Imposition of new tariffs and value-added tax in CIS countries cut into earnings as well. Worse still, smaller operators in the West began to complain about the volume of cheap Ukrainian steel pouring into their home markets. European and U.S. politicians began talking about "level playing fields" and "dumping."

The approved business school solution in 1996 would have probably been to sell everything, downsize 80 percent of the employees, and either open a smaller, more efficient mill, or invest capital resources into government Treasury bills. But since at the time the government owned DISW, liquidation was not an option for top managers.

Ukraine's State Property Fund (SPF) has applied several approaches toward converting a government company into a private one. Usually, the bigger the company and the more likely its product could have a military application, the larger the stake the SPF orders the government to maintain. DISW qualified on both counts for a large government stake.

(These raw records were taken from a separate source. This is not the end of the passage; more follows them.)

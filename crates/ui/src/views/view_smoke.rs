use std::time::Duration;

use dioxus::prelude::*;
use services::{ApiError, Stage};

use super::test_harness::{FakeApi, ViewHarness, setup_view_harness};
use crate::vm::InterviewAction;

const ANSWER: &str = "Put a write-through cache in front of the primary store.";

fn stage(harness: &ViewHarness) -> Stage {
    harness
        .dom
        .in_runtime(|| harness.handles.session().read().stage())
}

async fn start_as(harness: &mut ViewHarness, role: &str) {
    harness.rebuild();
    let draft = harness.handles.draft();
    harness.dom.in_runtime(|| {
        let mut draft = draft;
        draft.write().role = role.to_string();
    });
    harness.act(InterviewAction::Start);
    harness.settle().await;
}

async fn answer(harness: &mut ViewHarness, text: &str) {
    harness.act(InterviewAction::EditAnswer(text.to_string()));
    harness.act(InterviewAction::Submit);
    harness.settle().await;
}

#[tokio::test(flavor = "current_thread")]
async fn setup_view_smoke_renders_form() {
    let mut harness = setup_view_harness(FakeApi::default());
    harness.rebuild();
    let html = harness.render();
    assert!(html.contains("Interview Prep Simulator"), "missing title in {html}");
    assert!(html.contains("Start Interview"), "missing start button in {html}");
    assert!(html.contains("System Design"), "missing type option in {html}");
    assert!(html.contains("Senior (5+ years)"), "missing level option in {html}");
    assert!(!html.contains("New Interview"), "unexpected restart button in {html}");
    assert!(html.contains("API: http://fake.test"), "missing base url in {html}");
}

#[tokio::test(flavor = "current_thread")]
async fn blank_role_shows_validation_notice() {
    let mut harness = setup_view_harness(FakeApi::default());
    harness.rebuild();
    harness.act(InterviewAction::Start);
    harness.settle().await;
    let html = harness.render();
    assert!(html.contains("Please enter a job role"), "missing notice in {html}");
    assert_eq!(stage(&harness), Stage::Setup);
}

#[tokio::test(flavor = "current_thread")]
async fn start_renders_question_with_full_clock() {
    let api = FakeApi::default().question("How would you cache product pages?", 180);
    let mut harness = setup_view_harness(api);
    start_as(&mut harness, "Backend Engineer").await;

    let html = harness.render();
    assert_eq!(stage(&harness), Stage::Question);
    assert!(html.contains("Question 1"), "missing number in {html}");
    assert!(html.contains("3:00"), "missing clock in {html}");
    assert!(html.contains("medium • Technical Interview"), "missing meta in {html}");
    assert!(html.contains("consistency"), "missing topic chip in {html}");
    assert!(html.contains("Interview started! Good luck!"), "missing notice in {html}");
    assert!(html.contains("New Interview"), "missing restart button in {html}");
    assert!(!html.contains("question__timer--urgent"), "timer should not be urgent in {html}");
}

#[tokio::test(flavor = "current_thread")]
async fn short_time_limit_marks_timer_urgent() {
    let api = FakeApi::default().question("Quick one", 20);
    let mut harness = setup_view_harness(api);
    start_as(&mut harness, "SRE").await;
    let html = harness.render();
    assert!(html.contains("0:20"), "missing clock in {html}");
    assert!(html.contains("question__timer--urgent"), "missing urgent class in {html}");
}

#[tokio::test(flavor = "current_thread")]
async fn failed_start_keeps_setup_and_shows_fallback() {
    let api = FakeApi::default().failing_question(ApiError::Timeout);
    let mut harness = setup_view_harness(api);
    start_as(&mut harness, "SRE").await;
    let html = harness.render();
    assert_eq!(stage(&harness), Stage::Setup);
    assert!(html.contains("Failed to start interview"), "missing notice in {html}");
}

#[tokio::test(flavor = "current_thread")]
async fn submit_renders_feedback_breakdown() {
    let api = FakeApi::default().question("Cache design?", 180).score(85);
    let mut harness = setup_view_harness(api);
    start_as(&mut harness, "Backend Engineer").await;
    answer(&mut harness, ANSWER).await;

    let html = harness.render();
    assert_eq!(stage(&harness), Stage::Feedback);
    assert!(html.contains("Excellent answer!"), "missing band notice in {html}");
    assert!(html.contains("score--excellent"), "missing band class in {html}");
    assert!(html.contains("Technical Accuracy"), "missing breakdown label in {html}");
    assert!(html.contains("<strong>write-through</strong>"), "missing markdown in {html}");
    assert!(html.contains("How would you invalidate entries?"), "missing follow-up in {html}");
    assert!(!html.contains("Missing Topics"), "empty list should be hidden in {html}");
    assert!(html.contains("Next Question"), "missing next button in {html}");
}

#[tokio::test(flavor = "current_thread")]
async fn failed_submit_returns_to_question_with_running_timer() {
    let api = FakeApi::default()
        .question("Cache design?", 180)
        .failing_score(ApiError::Unreachable("connection refused".into()));
    let mut harness = setup_view_harness(api);
    start_as(&mut harness, "Backend Engineer").await;
    answer(&mut harness, ANSWER).await;

    let html = harness.render();
    assert!(html.contains("Failed to evaluate answer"), "missing notice in {html}");
    assert!(html.contains("Submit Answer"), "missing submit button in {html}");
    let running = harness
        .dom
        .in_runtime(|| harness.handles.session().read().is_timer_running());
    assert!(running);
}

#[tokio::test(flavor = "current_thread")]
async fn advance_shows_second_question() {
    let api = FakeApi::default()
        .question("First?", 180)
        .score(55)
        .question("Second?", 90);
    let mut harness = setup_view_harness(api);
    start_as(&mut harness, "SRE").await;
    answer(&mut harness, ANSWER).await;
    harness.act(InterviewAction::Advance);
    harness.settle().await;

    let html = harness.render();
    assert!(html.contains("Question 2"), "missing number in {html}");
    assert!(html.contains("Second?"), "missing prompt in {html}");
    assert!(html.contains("1:30"), "missing clock in {html}");
}

#[tokio::test(flavor = "current_thread")]
async fn ending_shows_summary_and_server_stats() {
    let api = FakeApi::default().question("Cache design?", 180).score(85);
    let mut harness = setup_view_harness(api);
    start_as(&mut harness, "SRE").await;
    answer(&mut harness, ANSWER).await;
    harness.act(InterviewAction::End);
    harness.settle().await;

    let html = harness.render();
    assert_eq!(stage(&harness), Stage::Complete);
    assert!(html.contains("Interview Complete!"), "missing title in {html}");
    assert!(html.contains("Question 1"), "missing score row in {html}");
    assert!(html.contains("Session started Oct 18, 2026 09:30"), "missing stats in {html}");
    assert!(html.contains("Start New Interview"), "missing restart in {html}");
}

#[tokio::test(flavor = "current_thread")]
async fn ending_without_answers_shows_dash_average() {
    let api = FakeApi::default().question("Cache design?", 180).without_stats();
    let mut harness = setup_view_harness(api);
    start_as(&mut harness, "SRE").await;
    harness.act(InterviewAction::End);
    harness.settle().await;

    let html = harness.render();
    assert!(html.contains("—"), "missing dash average in {html}");
    assert!(html.contains("Session not found"), "missing stats error in {html}");
}

#[tokio::test(flavor = "current_thread")]
async fn restart_returns_to_empty_setup() {
    let api = FakeApi::default().question("Cache design?", 180);
    let mut harness = setup_view_harness(api);
    start_as(&mut harness, "SRE").await;
    harness.act(InterviewAction::Restart);
    harness.settle().await;

    let html = harness.render();
    assert_eq!(stage(&harness), Stage::Setup);
    assert!(html.contains("Start Interview"), "missing setup in {html}");
    assert!(!html.contains("value=\"SRE\""), "draft should be cleared in {html}");
}

fn remaining(harness: &ViewHarness) -> u32 {
    harness
        .dom
        .in_runtime(|| harness.handles.session().read().time_remaining())
}

#[tokio::test(flavor = "current_thread")]
async fn repeated_topics_render_and_rerender() {
    let api =
        FakeApi::default().question_with_topics("Cache design?", 180, &["caching", "caching"]);
    let mut harness = setup_view_harness(api);
    start_as(&mut harness, "SRE").await;
    harness.act(InterviewAction::EditAnswer("first".into()));
    harness.act(InterviewAction::EditAnswer("first draft".into()));
    harness.settle().await;

    let html = harness.render();
    assert_eq!(stage(&harness), Stage::Question);
    assert_eq!(html.matches(">caching<").count(), 2, "expected both chips in {html}");
}

#[tokio::test(flavor = "current_thread")]
async fn countdown_ticks_then_freezes_after_submit() {
    let api = FakeApi::default().question("Cache design?", 180).score(85);
    let mut harness = setup_view_harness(api);
    start_as(&mut harness, "SRE").await;
    harness.drive_for(Duration::from_millis(2300)).await;
    assert_eq!(remaining(&harness), 178);
    assert!(harness.render().contains("2:58"), "clock should follow the countdown");

    answer(&mut harness, ANSWER).await;
    assert_eq!(stage(&harness), Stage::Feedback);
    let frozen = remaining(&harness);
    harness.drive_for(Duration::from_millis(1300)).await;
    assert_eq!(remaining(&harness), frozen);
}

#[tokio::test(flavor = "current_thread")]
async fn countdown_stops_when_interview_ends() {
    let api = FakeApi::default().question("Cache design?", 180).without_stats();
    let mut harness = setup_view_harness(api);
    start_as(&mut harness, "SRE").await;
    harness.drive_for(Duration::from_millis(1300)).await;
    harness.act(InterviewAction::End);
    harness.settle().await;

    assert_eq!(stage(&harness), Stage::Complete);
    let frozen = remaining(&harness);
    assert!(frozen < 180, "timer should have run before ending");
    harness.drive_for(Duration::from_millis(1300)).await;
    assert_eq!(remaining(&harness), frozen);
}

#[tokio::test(flavor = "current_thread")]
async fn restart_resets_clock_and_stops_ticking() {
    let api = FakeApi::default().question("Cache design?", 60);
    let mut harness = setup_view_harness(api);
    start_as(&mut harness, "SRE").await;
    harness.drive_for(Duration::from_millis(1300)).await;
    assert_eq!(remaining(&harness), 59);

    harness.act(InterviewAction::Restart);
    harness.settle().await;
    assert_eq!(stage(&harness), Stage::Setup);
    assert_eq!(remaining(&harness), 180);
    harness.drive_for(Duration::from_millis(1300)).await;
    assert_eq!(remaining(&harness), 180);
}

In 1996, the SPF handed down a privatization decision for the plant whereby ordinary citizens got 40 percent of shares and the government 20 percent. The remaining 40 percent went onto the market as a single-share bloc. The competition winner was Autoaliance-Doverie, whose majority shareholder is British MetalsRussia Ltd. For $50 million, the Hong-Kong-based steel manufacturer and trader got 40 percent of the Donetsk works. Already a provider of investment money for Russian steel plants, MetalsRussia has, so far, pumped operating capital totaling $9 million in equipment and $17 million into DISW.

The task for both DISW and MetalsRussia management has been to find a niche on the international market for a large-capacity steel factory, relatively inefficient in energy and raw materials usage.

The restructured enterprise altered its approach to foreign markets, focusing on export to Southeast Asia. Manufacturers in places like Singapore and Bangkok, who have no domestic steel industries to protect, want cheap steel.

One portion of the MetalsRussia cash investment is going into machines to make Donetsk steel more marketable. But besides making better steel, DISW must make its product cheaper, which, above all, means reducing the energy cost per ton of steel. Smaller Western mills make competitive steel largely because their energy costs are relatively low. Such an operation in Ukraine would not only throw a lot of workers onto the unemployment line but would put miners of raw materials out of work.

Part of MetalsRussia's investment has gone into energy-saving projects, like overhauling and upgrading DISW's Electric Furnaces. That leaves the problem of finding markets for DISW's cheaper, better-quality product.

A global company with steel interests worldwide, MetalsRussia, through its parent company Sakhavria Group Thailand, has opened up an existing market for DISW products. Owning factory shares in sites like Pakistan, Russia, India, and Ukraine, the foreign interest links DISW's products into the international market for steel. In theory, the future for DISW, and firms like it, looks rosy. The product is competitive. Foreign capital has been tied into domestic manufacturing. Salaries are paid on time. And the Ukrainian government is interested in the company's success.

The author is a Kyiv-based journalist who regularly contributes to RFE/RL.